Mogri's Best Friend Gets Married

What Mogri fails to understand is why people ever bother getting married, especially if they have no relatives to show off their status. Live-in relationship is much more convenient: live without ties, no danger of extra-marital affairs and no ego crisis. And if people really want to fill up their homes with children, then there is no shortage of orphans, you can always adopt as many as you want. She knows that there are many people out there who produce babies accidently and are willing to donate their trophy to anyone who is foolish enough to take up such responsibility….

"Remember Sushmita Sen, see how well her adopted daughter is growing and I hear she is adopting one more child” she said.

But her friend, Sunni, was adamant as she was tired of her fourteen-year-old-live-in relationship and was very keen on settling down. She implored Mogri’s help in arranging their marriage. Sunni had told her that besides her reasons to start a family, she also wanted to have full control on the financial status of her spouse.

“Are you going to follow Hu Wang’s Chinese traditional marriage or you would prefer a typical Indian customs?” she asked.

“Indian customs, Indian customs, oh, I love Indian customs, I am sure Hu Wang will like that too” she said clutching Mogri’s arm.

Now Mogri had attended many Indian marriages but she had not closely watched the traditional customs. She knew that Indian marriages, like festivals, are celebrated for many days and people spend most of their time eating, singing loudly and laughing without any reasons, but research was important to understand the details of the customs. She Google searched for two days, making notes on the wedding procedures, the list of things required and other important details.

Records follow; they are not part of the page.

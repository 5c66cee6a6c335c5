//! Combat resolution
//!
//! Troop categories and combat groups do the fire exchange; endurance
//! decides when someone breaks; the combat record ties a hex's two sides
//! together.

pub mod category;
pub mod endurance;
pub mod engagement;
pub mod group;

pub use category::{CategoryKind, InvolvedUnit, TroopCategory};
pub use endurance::{Breakpoint, NextBreak};
pub use engagement::{Battlefield, Combat, CombatKind, CombatStats};
pub use group::{ammo_ratio, involved_defense, CombatGroup, InvolvedDetachment, LossStep, Salvo};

Next she bought the DVD of several Indian films including ‘Hum Aapke hai kaun” and watched it carefully to understand a typical Indian wedding traditions.

“First and foremost, we need a Pandit to perform the marriage” she announced one day.

“What is Pandit?” asked Hu Wang.

“A Pandit is an Indian priest who performs the marriage. He is normally dressed in dhoti kurta and is usually bald and fat.” She said confidently. Most of the films that she had seen on weddings fitted such description.

‘Where do we find him?” asked Hu Wang

“We will have to call the marriage bureau, the agencies that arrange the match also provide Pandit, sometimes, just in case….” she said.

Hu Wang brought out the yellow pages, called few marriage bureaus and enquired about the Pandit.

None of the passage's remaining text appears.